Не удивительно, что здешний предприимчивый мужик вошел в художественную литературу. Господин Понизовский, владелец крахмало-паточного завода (расположенного в нынешнем Некрасовском районе Ярославской области и известного как комбинат «Красный Профинтерн»), был воспет в стихотворении Некрасова «Горе старого Наума»:

Науму паточный завод

И дворик постоялый

Дают порядочный доход.

Наум — неглупый малый:


Задаром сняв клочок земли,

Крестьянину с охотой

В нужде ссужает он рубли,

А тот плати работой…

Разве что личная жизнь не задалась у этого предпринимателя. Но тут уж как повезет.


* * *

Нищих в городе было довольно много — попрошаек тянет на богатство. Газета «Северный край» сообщала в 1903 году: «На улицах Ярославля на каждом шагу попадаются нищие.

В редком городе можно встретить столько нищих, выпрашивающих подаяние и пристающих к прохожим. В Ярославле нищие как-то особенно бросаются в глаза.

Обыватели жалуются на это. Их беспокоят попрошайки…

Среди нищих есть дети. Голодные, оборванные, дрожащие от холода, дети протягивают руки и вымаливают «копеечку». Только одну копеечку. Дети раздражают прохожих, надоедают им, неотступно преследуя их по всей улице. Тоненькими голосами, со всевозможными припевами, они бегут за «господами» и не отступают даже от палки».

Что поделаешь — издержки материального благополучия.


* * *

Заканчиваются торговые ряды Знаменской башней — одной из тех двенадцати, воздвигнутых в семнадцатом веке. Когда-то ее украшал деревянный шатер, висел набатный колокол (уступивший впоследствии место городскому водонапорному баку), в ворота же была вмонтирована крепкая железная решетка, защищавшая, в случае необходимости, от вражеских набегов (щель от той решетки можно обнаружить в башне по сей день). Во времена Петра I именно здесь стоял особый караул, взимавший пошлину с тех, кто желал носить крамольные в то время бороды.


* * *

Рядом с башней, на Комсомольской улице, 4, находился дом Мохова с номерами. Жизнь в этих номерах текла колоритная. Один из обывателей писал о своем детстве, проведенном в моховской «гостинице»: «Дрова мы покупали сами, я должен был их колоть. Колуна я поднять не мог, поэтому колол топором, было очень для меня трудно, часто помогали мне или ямщики, видя мою «надсаду», или дворники.
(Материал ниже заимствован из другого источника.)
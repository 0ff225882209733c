//! Fixed lookup tables behind the scoring and interpretation steps.

use super::domain::{BilingualExposure, FirmSize, HiringPressure, Region};
use super::scoring::RiskTier;
use serde::Serialize;

pub const BASE_SCORE: f64 = 50.0;

pub const fn firm_size_coefficient(size: FirmSize) -> f64 {
    match size {
        FirmSize::Small => 0.8,
        FirmSize::Medium => 1.0,
        FirmSize::Large => 1.2,
    }
}

pub const fn bilingual_coefficient(exposure: BilingualExposure) -> f64 {
    match exposure {
        BilingualExposure::Low => 0.7,
        BilingualExposure::Medium => 1.0,
        BilingualExposure::High => 1.4,
    }
}

pub const fn region_coefficient(region: Region) -> f64 {
    match region {
        Region::Brussels => 1.3,
        Region::Antwerp => 1.2,
        Region::Liege => 0.9,
        Region::Other => 1.0,
    }
}

pub const fn hiring_coefficient(pressure: HiringPressure) -> f64 {
    match pressure {
        HiringPressure::Stable => 0.8,
        HiringPressure::Moderate => 1.0,
        HiringPressure::Aggressive => 1.3,
    }
}

pub const fn firm_size_phrase(size: FirmSize) -> &'static str {
    match size {
        FirmSize::Small => "a small organisation",
        FirmSize::Medium => "a mid-sized organisation",
        FirmSize::Large => "a large organisation",
    }
}

pub const fn exposure_phrase(exposure: BilingualExposure) -> &'static str {
    match exposure {
        BilingualExposure::Low => "limited bilingual requirements",
        BilingualExposure::Medium => "a regular need for French/Dutch bilingual staff",
        BilingualExposure::High => "roles that are bilingual at their core",
    }
}

pub const fn region_phrase(region: Region) -> &'static str {
    match region {
        Region::Brussels => "the Brussels-Capital Region",
        Region::Antwerp => "the Antwerp area",
        Region::Liege => "the Liège area",
        Region::Other => "the rest of Belgium",
    }
}

pub const fn tier_description(tier: RiskTier) -> &'static str {
    match tier {
        RiskTier::Low => {
            "Bilingual hiring is unlikely to constrain you. Standard recruiting channels should cover most openings."
        }
        RiskTier::Moderate => {
            "Bilingual roles will take noticeably longer to fill. Plan searches early and budget for a modest language premium."
        }
        RiskTier::Elevated => {
            "Bilingual talent scarcity is likely to slow growth. Targeted sourcing and retention measures are needed now."
        }
        RiskTier::Structural => {
            "Bilingual scarcity is a structural constraint on your hiring. Local recruiting alone will not close the gap."
        }
    }
}

pub const fn tier_recommendations(tier: RiskTier) -> &'static [&'static str] {
    match tier {
        RiskTier::Low => &[
            "Keep language requirements explicit in job descriptions to avoid mismatched applicants.",
            "Offer internal French or Dutch courses to build bilingual depth over time.",
            "Review the assessment yearly or whenever hiring plans change.",
        ],
        RiskTier::Moderate => &[
            "Start bilingual searches four to six weeks earlier than monolingual ones.",
            "Budget a 5-10% salary premium for verified bilingual profiles.",
            "Partner with a recruiter specialised in the Belgian bilingual market.",
            "Pair monolingual hires with structured language training.",
        ],
        RiskTier::Elevated => &[
            "Build a standing talent pipeline for bilingual roles instead of hiring per vacancy.",
            "Use AI-assisted translation and drafting to reduce how many roles need full bilingualism.",
            "Consider an employer of record to hire bilingual talent based outside your region.",
            "Put retention bonuses in place for existing bilingual staff.",
        ],
        RiskTier::Structural => &[
            "Redesign roles so that only client-facing positions require both languages.",
            "Hire through an employer of record to reach bilingual candidates in other regions and countries.",
            "Invest in AI tooling for translation, first-line support and document drafting.",
        ],
    }
}

pub const RECOMMENDATIONS_HEADING: &str = "Recommended actions";

pub const MARKET_CONTEXT: &str = "Market context: around 60% of job postings in Brussels ask for both French and Dutch, while only about 9% of Brussels residents report being fully bilingual. Bilingual roles take on average 35% longer to fill, and employers typically pay a 10-15% premium for confirmed bilingual profiles.";

/// Labour-market tension band for a heatmap row.
#[derive(Debug, Clone, Copy, PartialEq, Eq, Serialize)]
#[serde(rename_all = "snake_case")]
pub enum TensionLevel {
    Moderate,
    High,
    VeryHigh,
}

impl TensionLevel {
    pub const fn label(self) -> &'static str {
        match self {
            Self::Moderate => "Moderate",
            Self::High => "High",
            Self::VeryHigh => "Very high",
        }
    }

    pub const fn class(self) -> &'static str {
        match self {
            Self::Moderate => "tension-moderate",
            Self::High => "tension-high",
            Self::VeryHigh => "tension-very-high",
        }
    }
}

#[derive(Debug, Clone, Copy, PartialEq, Eq, Serialize)]
pub struct HeatmapRow {
    pub region: &'static str,
    pub tension: &'static str,
    pub level: TensionLevel,
}

/// Regional bilingual labour-market tension. Independent of the answers.
pub const HEATMAP: [HeatmapRow; 4] = [
    HeatmapRow {
        region: "Brussels",
        tension: "Acute shortage of FR/NL bilingual profiles",
        level: TensionLevel::VeryHigh,
    },
    HeatmapRow {
        region: "Antwerp",
        tension: "Strong demand for French on top of Dutch",
        level: TensionLevel::High,
    },
    HeatmapRow {
        region: "Ghent",
        tension: "Growing demand in services and logistics",
        level: TensionLevel::High,
    },
    HeatmapRow {
        region: "Liège",
        tension: "Dutch speakers scarce but few roles require it",
        level: TensionLevel::Moderate,
    },
];
use crate::assessment::AssessmentError;
use crate::config::ConfigError;
use crate::telemetry::TelemetryError;
use axum::http::StatusCode;
use axum::response::{IntoResponse, Response};
use axum::Json;
use serde_json::json;
use std::fmt;

#[derive(Debug)]
pub enum AppError {
    Config(ConfigError),
    Telemetry(TelemetryError),
    Io(std::io::Error),
    Server(axum::Error),
    Assessment(AssessmentError),
    Export(csv::Error),
}

impl fmt::Display for AppError {
    fn fmt(&self, f: &mut fmt::Formatter<'_>) -> fmt::Result {
        match self {
            AppError::Config(err) => write!(f, "configuration error: {}", err),
            AppError::Telemetry(err) => write!(f, "telemetry error: {}", err),
            AppError::Io(err) => write!(f, "io error: {}", err),
            AppError::Server(err) => write!(f, "server error: {}", err),
            AppError::Assessment(err) => write!(f, "assessment error: {}", err),
            AppError::Export(err) => write!(f, "matrix export error: {}", err),
        }
    }
}

impl std::error::Error for AppError {
    fn source(&self) -> Option<&(dyn std::error::Error + 'static)> {
        match self {
            AppError::Config(err) => Some(err),
            AppError::Telemetry(err) => Some(err),
            AppError::Io(err) => Some(err),
            AppError::Server(err) => Some(err),
            AppError::Assessment(err) => Some(err),
            AppError::Export(err) => Some(err),
        }
    }
}

impl IntoResponse for AppError {
    fn into_response(self) -> Response {
        match self {
            AppError::Assessment(AssessmentError::IncompleteAnswers { ref missing }) => {
                let body = Json(json!({
                    "error": self.to_string(),
                    "missing": missing,
                }));
                (StatusCode::UNPROCESSABLE_ENTITY, body).into_response()
            }
            AppError::Config(_)
            | AppError::Telemetry(_)
            | AppError::Io(_)
            | AppError::Server(_)
            | AppError::Export(_) => {
                let body = Json(json!({ "error": self.to_string() }));
                (StatusCode::INTERNAL_SERVER_ERROR, body).into_response()
            }
        }
    }
}

impl From<ConfigError> for AppError {
    fn from(value: ConfigError) -> Self {
        Self::Config(value)
    }
}

impl From<TelemetryError> for AppError {
    fn from(value: TelemetryError) -> Self {
        Self::Telemetry(value)
    }
}

impl From<std::io::Error> for AppError {
    fn from(value: std::io::Error) -> Self {
        Self::Io(value)
    }
}

impl From<axum::Error> for AppError {
    fn from(value: axum::Error) -> Self {
        Self::Server(value)
    }
}

impl From<AssessmentError> for AppError {
    fn from(value: AssessmentError) -> Self {
        Self::Assessment(value)
    }
}

impl From<csv::Error> for AppError {
    fn from(value: csv::Error) -> Self {
        Self::Export(value)
    }
}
Против нас жили шесть человек рабочих, сортировщики льна, выписанные немецкою фирмой «Брандт и Ко», имеющей в Ярославле контору и большой склад льна в доме на углу Рождественской и улицы Нетечи… Вот к этим-то рабочим я и ходил почти каждый вечер. Придя часов в 5–6 с работы, они ужинали и усаживались кругом стола слушать чтение книг. Читали, кто умел, конечно, по очереди, и мне приходила очередь читать. Читали лубочную, базарную литературу. Тут были, как сейчас помню, «Еруслан Лазаревич», «Бова Королевич», «Милитриса Кирбитьевна», «Пан Твардовский», «Илья Муромец» и т. п. И с каким удовольствием все мы слушали, а после прочтения обсуждали: кто, как кого лучше убил или обманул. Так проходили зимние долгие вечера».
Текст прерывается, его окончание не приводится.